=== DATA PROVIDED ===
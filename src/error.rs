// SPDX-License-Identifier: AGPL-3.0-or-later
//
// Copyright (C) 2026 Relational Network

use axum::{
    http::StatusCode,
    response::{IntoResponse, Response},
    Json,
};
use serde::Serialize;

#[derive(Debug)]
pub struct ApiError {
    pub status: StatusCode,
    pub message: String,
}

#[derive(Serialize)]
struct ErrorBody {
    error: String,
}

impl ApiError {
    pub fn new(status: StatusCode, message: impl Into<String>) -> Self {
        Self {
            status,
            message: message.into(),
        }
    }

    pub fn bad_request(message: impl Into<String>) -> Self {
        Self::new(StatusCode::BAD_REQUEST, message)
    }

    pub fn unauthorized(message: impl Into<String>) -> Self {
        Self::new(StatusCode::UNAUTHORIZED, message)
    }

    pub fn not_found(message: impl Into<String>) -> Self {
        Self::new(StatusCode::NOT_FOUND, message)
    }

    pub fn conflict(message: impl Into<String>) -> Self {
        Self::new(StatusCode::CONFLICT, message)
    }

    pub fn internal(message: impl Into<String>) -> Self {
        Self::new(StatusCode::INTERNAL_SERVER_ERROR, message)
    }
}

impl IntoResponse for ApiError {
    fn into_response(self) -> Response {
        let body = Json(ErrorBody {
            error: self.message,
        });
        (self.status, body).into_response()
    }
}

impl From<crate::storage::StoreError> for ApiError {
    fn from(err: crate::storage::StoreError) -> Self {
        use crate::storage::StoreError;
        match err {
            StoreError::NotFound(what) => ApiError::not_found(format!("{what} not found")),
            StoreError::AssetClaimed(_) => ApiError::conflict("Token must be unique"),
            other => ApiError::internal(format!("Storage failure: {other}")),
        }
    }
}

#[cfg(test)]
mod tests {
    use super::*;
    use axum::body::to_bytes;

    #[test]
    fn constructors_set_status_and_message() {
        let nf = ApiError::not_found("missing");
        assert_eq!(nf.status, StatusCode::NOT_FOUND);
        assert_eq!(nf.message, "missing");

        let bad = ApiError::bad_request("bad");
        assert_eq!(bad.status, StatusCode::BAD_REQUEST);
        assert_eq!(bad.message, "bad");

        let unauthorized = ApiError::unauthorized("nope");
        assert_eq!(unauthorized.status, StatusCode::UNAUTHORIZED);

        let conflict = ApiError::conflict("taken");
        assert_eq!(conflict.status, StatusCode::CONFLICT);
    }

    #[tokio::test]
    async fn into_response_returns_json_body() {
        let response = ApiError::bad_request("bad data").into_response();
        assert_eq!(response.status(), StatusCode::BAD_REQUEST);

        let body_bytes = to_bytes(response.into_body(), usize::MAX).await.unwrap();
        let body = String::from_utf8(body_bytes.to_vec()).unwrap();
        assert_eq!(body, r#"{"error":"bad data"}"#);
    }

    #[tokio::test]
    async fn asset_claimed_maps_to_conflict() {
        let err: ApiError = crate::storage::StoreError::AssetClaimed("LLAMAS.test1".into()).into();
        assert_eq!(err.status, StatusCode::CONFLICT);
        assert_eq!(err.message, "Token must be unique");
    }
}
===
TRY IT: Retype the data in full, and keep every line identical to the original.

EXERCISE ANSWER:
filename src/error.rs
// SPDX-License-Identifier: AGPL-3.0-or-later
//
// Copyright (C) 2026 Relational Network

use axum::{
    http::StatusCode,
    response::{IntoResponse, Response},
    Json,
};
use serde::Serialize;

#[derive(Debug)]
pub struct ApiError {
    pub status: StatusCode,
    pub message: String,
}

#[derive(Serialize)]
struct ErrorBody {
    error: String,
}

impl ApiError {
    pub fn new(status: StatusCode, message: impl Into<String>) -> Self {
        Self {
            status,
            message: message.into(),
        }
    }

    pub fn bad_request(message: impl Into<String>) -> Self {
        Self::new(StatusCode::BAD_REQUEST, message)
    }

    pub fn unauthorized(message: impl Into<String>) -> Self {
        Self::new(StatusCode::UNAUTHORIZED, message)
    }

    pub fn not_found(message: impl Into<String>) -> Self {
        Self::new(StatusCode::NOT_FOUND, message)
    }

    pub fn conflict(message: impl Into<String>) -> Self {
        Self::new(StatusCode::CONFLICT, message)
    }

    pub fn internal(message: impl Into<String>) -> Self {
        Self::new(StatusCode::INTERNAL_SERVER_ERROR, message)
    }
}

impl IntoResponse for ApiError {
    fn into_response(self) -> Response {
        let body = Json(ErrorBody {
            error: self.message,
        });
        (self.status, body).into_response()
    }
}

impl From<crate::storage::StoreError> for ApiError {
    fn from(err: crate::storage::StoreError) -> Self {
        use crate::storage::StoreError;
        match err {
            StoreError::NotFound(what) => ApiError::not_found(format!("{what} not found")),
            StoreError::AssetClaimed(_) => ApiError::conflict("Token must be unique"),
            other => ApiError::internal(format!("Storage failure: {other}")),
        }
    }
}

#[cfg(test)]
mod tests {
    use super::*;
    use axum::body::to_bytes;

    #[test]
    fn constructors_set_status_and_message() {
        let nf = ApiError::not_found("missing");
        assert_eq!(nf.status, StatusCode::NOT_FOUND);
        assert_eq!(nf.message, "missing");

        let bad = ApiError::bad_request("bad");
        assert_eq!(bad.status, StatusCode::BAD_REQUEST);
        assert_eq!(bad.message, "bad");

        let unauthorized = ApiError::unauthorized("nope");
        assert_eq!(unauthorized.status, StatusCode::UNAUTHORIZED);

        let conflict = ApiError::conflict("taken");
        assert_eq!(conflict.status, StatusCode::CONFLICT);
    }

    #[tokio::test]
    async fn into_response_returns_json_body() {
        let response = ApiError::bad_request("bad data").into_response();
        assert_eq!(response.status(), StatusCode::BAD_REQUEST);

        let body_bytes = to_bytes(response.into_body(), usize::MAX).await.unwrap();
        let body = String::from_utf8(body_bytes.to_vec()).unwrap();
        assert_eq!(body, r#"{"error":"bad data"}"#);
    }

    #[tokio::test]
    async fn asset_claimed_maps_to_conflict() {
        let err: ApiError = crate::storage::StoreError::AssetClaimed("LLAMAS.test1".into()).into();
        assert_eq!(err.status, StatusCode::CONFLICT);
        assert_eq!(err.message, "Token must be unique");
    }
}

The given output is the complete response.